EL TRIUNFO Y EL GOZO SON TAN BREVES… Y LA CRUDA EMOCIONAL TAN LARGA..
Deseando un trago más fuerte que el café, y no pudiéndolo pedir cuando ella se expresaba, me vino a la mente el estribillo que Rocío, el amor de Currito, célebre héroe y personaje de la popular novela de Alejandro Pérez Lugín, le canta movida por la exuberancia de la alegría luego de sus triunfos: “Alegría, mi calle, mi casa, risa; ¡Angelitos del cielo, tenedme envidia!”.
¡Al diablo con la malteada, Pepe, pídeme un tequila por favor! Obvio, y yo un bacachá.

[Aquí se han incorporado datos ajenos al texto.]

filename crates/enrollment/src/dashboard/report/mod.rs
mod breakdowns;
mod summary;
mod timeline;
pub mod views;

pub use breakdowns::{
    distributions, inquiries_by_grade, inquiries_by_month, status_by_grade, value_counts,
};
pub use summary::{funnel_series, pipeline_counts, rate_metrics};
pub use timeline::{application_timeline, decision_latency_by_year, year_over_year};

use super::filter::FilteredTable;
use serde::Serialize;
use tracing::debug;
use views::{
    CrossTab, DecisionLatency, Distributions, FunnelEntry, LabeledCount, PipelineCounts,
    RateMetrics, YearComparison,
};

/// Every aggregate the dashboard shows, recomputed from one filtered view.
#[derive(Debug, Clone, PartialEq, Serialize)]
pub struct DashboardReport {
    pub selected_years: Vec<i32>,
    pub row_count: usize,
    pub pipeline: PipelineCounts,
    pub rates: RateMetrics,
    pub funnel: Vec<FunnelEntry>,
    pub status_by_grade: CrossTab,
    pub inquiries_by_grade: Vec<LabeledCount>,
    pub inquiries_by_month: Vec<LabeledCount>,
    pub application_timeline: Vec<LabeledCount>,
    pub decision_latency: Vec<DecisionLatency>,
    pub year_over_year: Vec<YearComparison>,
    pub distributions: Distributions,
}

impl DashboardReport {
    pub fn build(table: &FilteredTable<'_>) -> Self {
        let rows = table.rows();
        let pipeline = pipeline_counts(rows);
        let rates = rate_metrics(&pipeline);
        let funnel = funnel_series(&pipeline);

        debug!(
            rows = rows.len(),
            years = ?table.years(),
            inquiries = pipeline.total_inquiries,
            applications = pipeline.total_applications,
            "building dashboard report"
        );

        Self {
            selected_years: table.years().iter().copied().collect(),
            row_count: rows.len(),
            rates,
            funnel,
            pipeline,
            status_by_grade: status_by_grade(rows),
            inquiries_by_grade: inquiries_by_grade(rows),
            inquiries_by_month: inquiries_by_month(rows),
            application_timeline: application_timeline(rows),
            decision_latency: decision_latency_by_year(rows),
            year_over_year: year_over_year(rows),
            distributions: distributions(rows),
        }
    }
}
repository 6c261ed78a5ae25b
use enrollment_api::run;

#[tokio::main]
async fn main() {
    if let Err(err) = run().await {
        eprintln!("application error: {err}");
        std::process::exit(1);
    }
}
use super::super::domain::{
    grade_sort_key, status_sort_key, AcademicMonth, CandidateRecord, PipelineStage,
};
use super::views::{CrossTab, Distributions, LabeledCount};
use std::collections::{BTreeMap, HashMap};

/// Grade × status counts over rows that carry both values.
pub fn status_by_grade(rows: &[&CandidateRecord]) -> CrossTab {
    let mut cells: HashMap<(&str, &str), usize> = HashMap::new();
    for record in rows {
        if let (Some(grade), Some(status)) = (
            record.entering_grade.as_deref(),
            record.candidate_status.as_deref(),
        ) {
            *cells.entry((grade, status)).or_insert(0) += 1;
        }
    }

    let mut row_labels: Vec<&str> = cells.keys().map(|(grade, _)| *grade).collect();
    row_labels.sort_by_key(|label| grade_sort_key(label));
    row_labels.dedup();

    let mut column_labels: Vec<&str> = cells.keys().map(|(_, status)| *status).collect();
    column_labels.sort_by_key(|label| status_sort_key(label));
    column_labels.dedup();

    let counts = row_labels
        .iter()
        .map(|grade| {
            column_labels
                .iter()
                .map(|status| cells.get(&(*grade, *status)).copied().unwrap_or(0))
                .collect()
        })
        .collect();

    CrossTab {
        row_labels: row_labels.into_iter().map(str::to_string).collect(),
        column_labels: column_labels.into_iter().map(str::to_string).collect(),
        counts,
    }
}

/// Inquiry-status rows per grade. Only observed grades appear, canonical
/// levels first in canonical order, unrecognised labels after them.
pub fn inquiries_by_grade(rows: &[&CandidateRecord]) -> Vec<LabeledCount> {
    let mut counts: HashMap<&str, usize> = HashMap::new();
    for record in inquiries(rows) {
        if let Some(grade) = record.entering_grade.as_deref() {
            *counts.entry(grade).or_insert(0) += 1;
        }
    }

    let mut entries: Vec<LabeledCount> = counts
        .into_iter()
        .map(|(grade, count)| LabeledCount::new(grade, count))
        .collect();
    entries.sort_by_key(|entry| grade_sort_key(&entry.label));
    entries
}

/// Inquiry-status rows per month of `Inquiry Date Submitted`, zero-filled to
/// all twelve months in academic-year order.
pub fn inquiries_by_month(rows: &[&CandidateRecord]) -> Vec<LabeledCount> {
    let mut counts: HashMap<AcademicMonth, usize> = HashMap::new();
    for date in inquiries(rows).filter_map(|record| record.inquiry_submitted.as_ref()) {
        *counts.entry(AcademicMonth::from_date(date)).or_insert(0) += 1;
    }

    AcademicMonth::ordered()
        .into_iter()
        .map(|month| LabeledCount::new(month.label(), counts.get(&month).copied().unwrap_or(0)))
        .collect()
}

pub fn distributions(rows: &[&CandidateRecord]) -> Distributions {
    Distributions {
        gender: value_counts(rows, |record| record.gender.as_deref()),
        international: value_counts(rows, |record| record.international.as_deref()),
        financial_aid: value_counts(rows, |record| record.financial_aid.as_deref()),
    }
}

/// Frequency of each observed value, most frequent first; ties by label.
/// Missing values are not counted.
pub fn value_counts<'a, F>(rows: &[&'a CandidateRecord], field: F) -> Vec<LabeledCount>
where
    F: Fn(&'a CandidateRecord) -> Option<&'a str>,
{
    let mut counts: BTreeMap<&str, usize> = BTreeMap::new();
    for record in rows.iter().copied() {
        if let Some(value) = field(record) {
            *counts.entry(value).or_insert(0) += 1;
        }
    }

    let mut entries: Vec<LabeledCount> = counts
        .into_iter()
        .map(|(label, count)| LabeledCount::new(label, count))
        .collect();
    // Stable sort keeps the BTreeMap's label order among equal counts.
    entries.sort_by(|a, b| b.count.cmp(&a.count));
    entries
}

fn inquiries<'a>(rows: &'a [&'a CandidateRecord]) -> impl Iterator<Item = &'a CandidateRecord> {
    rows.iter()
        .copied()
        .filter(|record| record.stage() == Some(PipelineStage::Inquiry))
}

#[cfg(test)]
mod tests {
    use super::*;
    use chrono::NaiveDate;

    fn row(grade: &str, status: &str) -> CandidateRecord {
        CandidateRecord {
            entering_grade: Some(grade.to_string()),
            candidate_status: Some(status.to_string()),
            ..CandidateRecord::default()
        }
    }

    fn inquiry_on(month: u32, day: u32) -> CandidateRecord {
        CandidateRecord {
            inquiry_submitted: NaiveDate::from_ymd_opt(2023, month, day)
                .and_then(|date| date.and_hms_opt(9, 0, 0)),
            ..row("Grade 3", "Inquiry")
        }
    }

    #[test]
    fn cross_tab_is_dense_over_observed_labels() {
        let records = vec![
            row("Grade 1", "Inquiry"),
            row("Grade 1", "Inquiry"),
            row("Grade 2", "Applicant"),
        ];
        let rows: Vec<&CandidateRecord> = records.iter().collect();
        let table = status_by_grade(&rows);

        assert_eq!(table.row_labels, vec!["Grade 1", "Grade 2"]);
        assert_eq!(table.column_labels, vec!["Inquiry", "Applicant"]);
        assert_eq!(table.get("Grade 1", "Inquiry"), Some(2));
        assert_eq!(table.get("Grade 2", "Applicant"), Some(1));
        assert_eq!(table.get("Grade 1", "Applicant"), Some(0));
        assert_eq!(table.get("Grade 2", "Inquiry"), Some(0));
        assert_eq!(table.get("Grade 5", "Inquiry"), None);
    }

    #[test]
    fn cross_tab_orders_rows_by_grade_level() {
        let records = vec![
            row("Grade 10", "Contract"),
            row("Pre-K", "Mystery"),
            row("Kindergarten", "Inquiry"),
            row("Grade 9", "Decision"),
        ];
        let rows: Vec<&CandidateRecord> = records.iter().collect();
        let table = status_by_grade(&rows);

        assert_eq!(
            table.row_labels,
            vec!["Kindergarten", "Grade 9", "Grade 10", "Pre-K"]
        );
        assert_eq!(
            table.column_labels,
            vec!["Inquiry", "Decision", "Contract", "Mystery"]
        );
    }

    #[test]
    fn grade_inquiries_only_list_observed_grades() {
        let records = vec![
            row("Grade 12", "Inquiry"),
            row("Kindergarten", "Inquiry"),
            row("Grade 12", "Inquiry"),
            row("Grade 4", "Applicant"),
        ];
        let rows: Vec<&CandidateRecord> = records.iter().collect();
        assert_eq!(
            inquiries_by_grade(&rows),
            vec![
                LabeledCount::new("Kindergarten", 1),
                LabeledCount::new("Grade 12", 2),
            ]
        );
    }

    #[test]
    fn monthly_inquiries_are_zero_filled() {
        let mut records = vec![
            inquiry_on(9, 1),
            inquiry_on(9, 30),
            inquiry_on(1, 5),
            row("Grade 1", "Inquiry"),
        ];
        records.push(CandidateRecord {
            inquiry_submitted: NaiveDate::from_ymd_opt(2023, 9, 2)
                .and_then(|date| date.and_hms_opt(0, 0, 0)),
            ..row("Grade 1", "Applicant")
        });
        let rows: Vec<&CandidateRecord> = records.iter().collect();
        let months = inquiries_by_month(&rows);

        assert_eq!(months.len(), 12);
        assert_eq!(months[0], LabeledCount::new("August", 0));
        assert_eq!(months[1], LabeledCount::new("September", 2));
        assert_eq!(months[5], LabeledCount::new("January", 1));
        assert_eq!(months[11].label, "July");
        assert_eq!(months.iter().map(|m| m.count).sum::<usize>(), 3);
    }

    #[test]
    fn distributions_skip_missing_values() {
        let records = vec![
            CandidateRecord {
                gender: Some("Female".into()),
                international: Some("No".into()),
                ..CandidateRecord::default()
            },
            CandidateRecord {
                gender: Some("Male".into()),
                ..CandidateRecord::default()
            },
            CandidateRecord {
                gender: Some("Female".into()),
                financial_aid: Some("Yes".into()),
                ..CandidateRecord::default()
            },
            CandidateRecord::default(),
        ];
        let rows: Vec<&CandidateRecord> = records.iter().collect();
        let dist = distributions(&rows);

        assert_eq!(
            dist.gender,
            vec![LabeledCount::new("Female", 2), LabeledCount::new("Male", 1)]
        );
        assert_eq!(dist.international, vec![LabeledCount::new("No", 1)]);
        assert_eq!(dist.financial_aid, vec![LabeledCount::new("Yes", 1)]);
    }

    #[test]
    fn empty_input_gives_empty_breakdowns() {
        assert!(status_by_grade(&[]).is_empty());
        assert!(inquiries_by_grade(&[]).is_empty());
        assert!(inquiries_by_month(&[]).iter().all(|m| m.count == 0));
        assert!(distributions(&[]).gender.is_empty());
    }
}
use enrollment::dashboard::domain::CandidateRecord;
use enrollment::dashboard::filter::{available_years, default_years, DEFAULT_YEAR_WINDOW};
use enrollment::dashboard::report::views::LabeledCount;
use enrollment::dashboard::report::{pipeline_counts, rate_metrics};
use enrollment::dashboard::{
    export_csv_bytes, DashboardReport, Dataset, DatasetCache, DatasetLoader, FilteredTable,
    YearSelection,
};
use std::io::Cursor;
use std::path::PathBuf;
use std::sync::Arc;

fn fixture_path() -> PathBuf {
    PathBuf::from(env!("CARGO_MANIFEST_DIR")).join("tests/fixtures/candidates.csv")
}

fn fixture() -> Dataset {
    DatasetLoader::from_path(fixture_path()).expect("fixture loads")
}

fn report_for(dataset: &Dataset, years: &[i32]) -> DashboardReport {
    let table = FilteredTable::select(
        dataset,
        &YearSelection::explicit(years.iter().copied()),
        DEFAULT_YEAR_WINDOW,
    );
    DashboardReport::build(&table)
}

#[test]
fn fixture_loads_every_row_and_flags_bad_dates() {
    let dataset = fixture();
    assert_eq!(dataset.len(), 9);
    assert_eq!(dataset.diagnostics().unparsable_date_total(), 1);
    assert_eq!(available_years(&dataset), vec![2021, 2022, 2023, 2024]);
    assert_eq!(
        default_years(&dataset, DEFAULT_YEAR_WINDOW),
        vec![2022, 2023, 2024]
    );
}

#[test]
fn single_year_report_matches_hand_counts() {
    let dataset = fixture();
    let report = report_for(&dataset, &[2023]);

    assert_eq!(report.selected_years, vec![2023]);
    assert_eq!(report.row_count, 5);
    assert_eq!(report.pipeline.total_inquiries, 2);
    assert_eq!(report.pipeline.total_applications, 3);
    assert_eq!(report.pipeline.total_contracts, 1);
    assert_eq!(report.pipeline.total_accepted, 2);
    assert!((report.rates.acceptance_rate - 200.0 / 3.0).abs() < 1e-9);
    assert_eq!(report.rates.yield_rate, 50.0);

    assert_eq!(
        report.inquiries_by_grade,
        vec![LabeledCount::new("Grade 1", 2)]
    );
    let september = &report.inquiries_by_month[1];
    let october = &report.inquiries_by_month[2];
    assert_eq!((september.label.as_str(), september.count), ("September", 1));
    assert_eq!((october.label.as_str(), october.count), ("October", 1));

    assert_eq!(
        report.status_by_grade.row_labels,
        vec!["Kindergarten", "Grade 1", "Grade 2"]
    );
    assert_eq!(
        report.status_by_grade.column_labels,
        vec!["Inquiry", "Applicant", "Decision", "Contract"]
    );
    assert_eq!(report.status_by_grade.get("Grade 2", "Decision"), Some(1));
    assert_eq!(report.status_by_grade.get("Grade 1", "Contract"), Some(0));

    let timeline: Vec<_> = report
        .application_timeline
        .iter()
        .map(|entry| entry.label.as_str())
        .collect();
    assert_eq!(timeline, vec!["2022-09", "2022-10", "2022-11"]);

    assert_eq!(report.decision_latency.len(), 1);
    assert_eq!(report.decision_latency[0].year, 2023);
    assert_eq!(report.decision_latency[0].average_days, 71.0);

    assert_eq!(
        report.distributions.gender,
        vec![LabeledCount::new("Female", 3), LabeledCount::new("Male", 2)]
    );
}

#[test]
fn unknown_status_rows_stay_out_of_stage_counts() {
    let dataset = fixture();
    let report = report_for(&dataset, &[2024]);

    assert_eq!(report.row_count, 2);
    assert_eq!(report.pipeline.total_inquiries, 1);
    assert_eq!(report.pipeline.total_applications, 0);
    assert_eq!(
        report.funnel.iter().map(|entry| entry.count).sum::<usize>(),
        1
    );
    assert_eq!(report.status_by_grade.get("Grade 3", "Withdrawn"), Some(1));

    let latency = &report.decision_latency[0];
    assert_eq!(latency.average_days, -9.0);
    assert_eq!(latency.negative_pairs, 1);
}

#[test]
fn empty_selection_produces_zero_report() {
    let dataset = fixture();
    let report = report_for(&dataset, &[]);

    assert_eq!(report.row_count, 0);
    assert_eq!(report.pipeline.total_inquiries, 0);
    assert_eq!(report.pipeline.total_applications, 0);
    assert_eq!(report.rates.acceptance_rate, 0.0);
    assert_eq!(report.rates.yield_rate, 0.0);
    assert!(report.funnel.iter().all(|entry| entry.count == 0));
    assert!(report.status_by_grade.is_empty());
    assert!(report.inquiries_by_grade.is_empty());
    assert_eq!(report.inquiries_by_month.len(), 12);
    assert!(report.inquiries_by_month.iter().all(|m| m.count == 0));
    assert!(report.application_timeline.is_empty());
    assert!(report.decision_latency.is_empty());
    assert!(report.year_over_year.is_empty());
    assert!(report.distributions.financial_aid.is_empty());
}

#[test]
fn three_row_example_from_admissions_office() {
    let records = vec![
        CandidateRecord {
            entering_year: Some(2023),
            candidate_status: Some("Inquiry".into()),
            ..CandidateRecord::default()
        },
        CandidateRecord {
            entering_year: Some(2023),
            candidate_status: Some("Contract".into()),
            candidate_decision: Some("Accepted".into()),
            ..CandidateRecord::default()
        },
        CandidateRecord {
            entering_year: Some(2022),
            candidate_status: Some("Inquiry".into()),
            ..CandidateRecord::default()
        },
    ];
    let dataset = Dataset::from_records(records);
    let table = FilteredTable::new(&dataset, [2023].into_iter().collect());
    let counts = pipeline_counts(table.rows());
    let rates = rate_metrics(&counts);

    assert_eq!(counts.total_inquiries, 1);
    assert_eq!(counts.total_applications, 1);
    assert_eq!(counts.total_accepted, 1);
    assert_eq!(counts.total_contracts, 1);
    assert_eq!(rates.acceptance_rate, 100.0);
    assert_eq!(rates.yield_rate, 100.0);
}

#[test]
fn export_then_reload_round_trips_selected_rows() {
    let dataset = fixture();
    let table = FilteredTable::select(&dataset, &YearSelection::Default, DEFAULT_YEAR_WINDOW);
    assert_eq!(table.len(), 8);

    let bytes = export_csv_bytes(&table).expect("export succeeds");
    let reloaded = DatasetLoader::from_reader(Cursor::new(bytes)).expect("reload succeeds");

    assert_eq!(reloaded.len(), table.len());
    assert_eq!(reloaded.layout(), dataset.layout());
    for (original, copy) in table.rows().iter().zip(reloaded.records()) {
        assert_eq!(*original, copy);
    }

    let original = DashboardReport::build(&table);
    let years = table.years().clone();
    let round_trip = DashboardReport::build(&FilteredTable::new(&reloaded, years));
    assert_eq!(original, round_trip);
}

#[test]
fn cache_serves_the_same_table_until_invalidated() {
    let cache = DatasetCache::new();
    let first = cache.load_path(fixture_path()).expect("load");
    let second = cache.load_path(fixture_path()).expect("cached load");
    assert!(Arc::ptr_eq(&first, &second));

    assert!(cache.invalidate(fixture_path()));
    let third = cache.load_path(fixture_path()).expect("reload");
    assert!(!Arc::ptr_eq(&first, &third));
    assert_eq!(*first, *third);
}
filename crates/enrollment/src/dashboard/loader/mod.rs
mod dates;
mod parser;

use crate::dashboard::dataset::{ColumnLayout, Dataset, LoadDiagnostics};
use parser::CandidateRow;
use std::io::Read;
use std::path::Path;
use tracing::{debug, info, warn};

pub(crate) use dates::format_datetime;

/// The source could not be turned into a candidate table.
#[derive(Debug, thiserror::Error)]
pub enum DataSourceError {
    #[error("failed to read enrollment data: {0}")]
    Io(#[from] std::io::Error),
    #[error("invalid enrollment CSV data: {0}")]
    Csv(#[from] csv::Error),
    #[error("enrollment data is missing required columns: {}", .0.join(", "))]
    MissingColumns(Vec<&'static str>),
}

pub struct DatasetLoader;

impl DatasetLoader {
    pub fn from_path<P: AsRef<Path>>(path: P) -> Result<Dataset, DataSourceError> {
        let path = path.as_ref();
        let file = std::fs::File::open(path)?;
        let dataset = Self::from_reader(file)?;
        info!(path = %path.display(), rows = dataset.len(), "loaded enrollment dataset");
        Ok(dataset)
    }

    pub fn from_reader<R: Read>(reader: R) -> Result<Dataset, DataSourceError> {
        let mut csv_reader = csv::ReaderBuilder::new()
            .trim(csv::Trim::All)
            .from_reader(reader);

        let headers = csv_reader.headers()?.clone();
        let layout = ColumnLayout::from_headers(headers.iter());
        let missing = layout.missing_columns();
        if !missing.is_empty() {
            return Err(DataSourceError::MissingColumns(missing));
        }

        let mut diagnostics = LoadDiagnostics::default();
        let mut records = Vec::new();

        for result in csv_reader.records() {
            let raw = result?;
            let row: CandidateRow = raw.deserialize(Some(&headers))?;
            let extra = parser::extra_values(&layout, &raw);
            records.push(row.into_record(extra, &mut diagnostics));
        }

        diagnostics.rows = records.len();
        report_diagnostics(&diagnostics);

        Ok(Dataset::new(layout, records, diagnostics))
    }
}

fn report_diagnostics(diagnostics: &LoadDiagnostics) {
    if diagnostics.unparsable_year > 0 {
        warn!(
            rows = diagnostics.unparsable_year,
            "entering year could not be parsed; rows excluded from year filters"
        );
    }
    for (column, count) in &diagnostics.unparsable_dates {
        warn!(column, rows = count, "unparsable dates treated as missing");
    }
    debug!(
        rows = diagnostics.rows,
        missing_year = diagnostics.missing_year,
        "dataset diagnostics"
    );
}
use crate::report::{run_export, run_report, run_years, ExportArgs, ReportArgs, YearsArgs};
use crate::server;
use clap::{Args, Parser, Subcommand};
use enrollment::error::AppError;
use std::path::PathBuf;

#[derive(Parser, Debug)]
#[command(
    name = "Enrollment Management Dashboard",
    about = "Serve and report enrollment pipeline statistics from a candidate export",
    version
)]
struct Cli {
    #[command(subcommand)]
    command: Option<Command>,
}

#[derive(Subcommand, Debug)]
enum Command {
    /// Start the HTTP service (default command)
    Serve(ServeArgs),
    /// Print pipeline statistics and breakdowns for the selected years
    Report(ReportArgs),
    /// List the academic years present in the dataset
    Years(YearsArgs),
    /// Write the filtered candidate rows to a CSV file
    Export(ExportArgs),
}

#[derive(Args, Debug, Default)]
pub(crate) struct ServeArgs {
    /// Override the configured host for the HTTP server
    #[arg(long)]
    pub(crate) host: Option<String>,
    /// Override the configured port for the HTTP server
    #[arg(long)]
    pub(crate) port: Option<u16>,
    /// Override the configured candidate CSV
    #[arg(long)]
    pub(crate) data: Option<PathBuf>,
}

pub(crate) async fn run() -> Result<(), AppError> {
    let cli = Cli::parse();
    let command = cli
        .command
        .unwrap_or_else(|| Command::Serve(ServeArgs::default()));

    match command {
        Command::Serve(args) => server::run(args).await,
        Command::Report(args) => run_report(args),
        Command::Years(args) => run_years(args),
        Command::Export(args) => run_export(args),
    }
}

#[cfg(test)]
mod tests {
    use super::*;

    #[test]
    fn cli_definition_is_consistent() {
        use clap::CommandFactory;
        Cli::command().debug_assert();
    }

    #[test]
    fn report_accepts_year_list() {
        let cli = Cli::try_parse_from(["dashboard", "report", "--years", "2022,2023", "--json"])
            .expect("parses");
        match cli.command {
            Some(Command::Report(args)) => {
                assert_eq!(args.years.as_deref(), Some("2022,2023"));
                assert!(args.json);
            }
            other => panic!("expected report command, got {other:?}"),
        }
    }

    #[test]
    fn serve_is_the_default() {
        let cli = Cli::try_parse_from(["dashboard"]).expect("parses");
        assert!(cli.command.is_none());
    }
}
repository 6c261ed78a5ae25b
use crate::cli::ServeArgs;
use crate::infra::AppState;
use crate::routes::dashboard_router;
use axum::Extension;
use axum_prometheus::PrometheusMetricLayer;
use enrollment::config::AppConfig;
use enrollment::dashboard::DatasetCache;
use enrollment::error::AppError;
use enrollment::telemetry;
use std::sync::atomic::Ordering;
use std::sync::Arc;
use tracing::{info, warn};

pub(crate) async fn run(mut args: ServeArgs) -> Result<(), AppError> {
    let mut config = AppConfig::load()?;

    if let Some(host) = args.host.take() {
        config.server.host = host;
    }
    if let Some(port) = args.port.take() {
        config.server.port = port;
    }
    if let Some(data) = args.data.take() {
        config.dashboard.data_path = data;
    }

    telemetry::init(&config.telemetry)?;

    let (prometheus_layer, prometheus_handle) = PrometheusMetricLayer::pair();
    let readiness_flag = Arc::new(std::sync::atomic::AtomicBool::new(false));
    let app_state = AppState {
        readiness: readiness_flag.clone(),
        metrics: Arc::new(prometheus_handle),
        cache: Arc::new(DatasetCache::new()),
        dashboard: config.dashboard.clone(),
    };

    // A bad source is reported on every request rather than at startup.
    match app_state.dataset() {
        Ok(dataset) => info!(rows = dataset.len(), "enrollment dataset preloaded"),
        Err(err) => warn!(%err, path = %config.dashboard.data_path.display(), "enrollment dataset unavailable"),
    }

    let app = dashboard_router()
        .layer(Extension(app_state))
        .layer(prometheus_layer);

    let addr = config.server.socket_addr()?;
    let listener = tokio::net::TcpListener::bind(addr).await?;
    readiness_flag.store(true, Ordering::Release);

    info!(?config.environment, %addr, "enrollment dashboard ready");

    axum::serve(listener, app).await?;
    Ok(())
}
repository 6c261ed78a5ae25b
use super::super::domain::{AcademicMonth, CandidateRecord};
use super::views::{DecisionLatency, LabeledCount, MonthlyComparisonEntry, YearComparison};
use std::collections::{BTreeMap, HashMap};
use tracing::warn;

/// Applications per `YYYY-MM` of `Application Date Submitted`, ascending.
/// Rows without an application date are left out.
pub fn application_timeline(rows: &[&CandidateRecord]) -> Vec<LabeledCount> {
    let mut counts: BTreeMap<String, usize> = BTreeMap::new();
    for date in rows.iter().filter_map(|record| record.application_submitted) {
        *counts.entry(date.format("%Y-%m").to_string()).or_insert(0) += 1;
    }

    counts
        .into_iter()
        .map(|(month, count)| LabeledCount::new(month, count))
        .collect()
}

/// Mean days from application to school decision per entering year. Years
/// without a single complete pair are omitted.
pub fn decision_latency_by_year(rows: &[&CandidateRecord]) -> Vec<DecisionLatency> {
    #[derive(Default)]
    struct Acc {
        total_days: i64,
        pairs: usize,
        negative_pairs: usize,
    }

    let mut by_year: BTreeMap<i32, Acc> = BTreeMap::new();
    for record in rows {
        let (Some(year), Some(days)) = (record.entering_year, record.decision_latency_days())
        else {
            continue;
        };
        let acc = by_year.entry(year).or_default();
        acc.total_days += days;
        acc.pairs += 1;
        if days < 0 {
            acc.negative_pairs += 1;
        }
    }

    by_year
        .into_iter()
        .map(|(year, acc)| {
            if acc.negative_pairs > 0 {
                warn!(
                    year,
                    rows = acc.negative_pairs,
                    "school decision date precedes application date"
                );
            }
            DecisionLatency {
                year,
                average_days: acc.total_days as f64 / acc.pairs as f64,
                pairs: acc.pairs,
                negative_pairs: acc.negative_pairs,
            }
        })
        .collect()
}

/// Inquiries and applications per academic month for each entering year,
/// zero-filled so years line up month by month.
pub fn year_over_year(rows: &[&CandidateRecord]) -> Vec<YearComparison> {
    let mut by_year: BTreeMap<i32, HashMap<AcademicMonth, (usize, usize)>> = BTreeMap::new();
    for record in rows {
        let Some(year) = record.entering_year else {
            continue;
        };
        let months = by_year.entry(year).or_default();
        if let Some(date) = &record.inquiry_submitted {
            months.entry(AcademicMonth::from_date(date)).or_default().0 += 1;
        }
        if let Some(date) = &record.application_submitted {
            months.entry(AcademicMonth::from_date(date)).or_default().1 += 1;
        }
    }

    by_year
        .into_iter()
        .map(|(year, months)| YearComparison {
            year,
            months: AcademicMonth::ordered()
                .into_iter()
                .map(|month| {
                    let (inquiries, applications) =
                        months.get(&month).copied().unwrap_or_default();
                    MonthlyComparisonEntry {
                        month: month.label(),
                        inquiries,
                        applications,
                    }
                })
                .collect(),
        })
        .collect()
}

Y surgió la Gloria filosofal: –ojalá no les pase lo que a tantos otros. Y tú lo sabes. Pepe, cuando un torero vive extasiado la borrachera del aplauso -y es tan breve su gozo- no sabe que le espera la mortificante cruda de la soledad desquiciante. Y sabes que cuando el torero triunfa en las plazas de primera categoría lleva tras de sí tal cantidad de adoradores que la ensordecedora aclamación de sus voces le impide escuchar el caroñoso y sereno encanto de la prudencia. Su estela, siendo brillante y cautivadora, es a la vez la envidia de otros toreros.
Cautivado por sus palabras, la dejé hablar, –Pepe, cuando el torero, azuzado por la cizaña impura del envilecimiento no logra recuperar el sitio que le arrebató la embriaguez emocional del éxito, deja una patética estela de lástima. Sucede... no me mires así José, ¿o es que acaso estoy diciendo barrabasadas?, que al haber gozado sin medida del triunfo, el exceso le impidió volver los pies al camino del esfuerzo, de la brega, de la responsabilidad y desviado del sendero, borrado en la maleza de los instintos más primitivos, sufre los siniestros efecto de la enfermedad, que no tiene sanación sin sacrificio.
La dejé hablar –Pepe, sabes que conozco a muchos toreros que, habiendo difundido en los aires los amenos esplendores que sus radiaciones del éxito se lo permitían, perdieron el mando en el timón de su barca luego de entregarse al báquico festín del triunfo. ¡Y fue tan breve su gozo! ¡Y tan larga la cruda de su soledad desquiciante!
Maldito celular, le llamaron, y Gloria me dejó con la cuenta –ja, ja, ja– y con las ganas de seguirle escuchando. Pero me encantó su remate: –Pepe, me queda claro que los toreros pudieran -¿o debieran?- saber que el triunfo no puede celebrarse con cantos y danzas que se insubordinen al orden de la mesura, pues dime si no, “‘inche Pepe”, sólo los genios verdaderos pueden trastocar el orden preestablecido de la cordura profesional.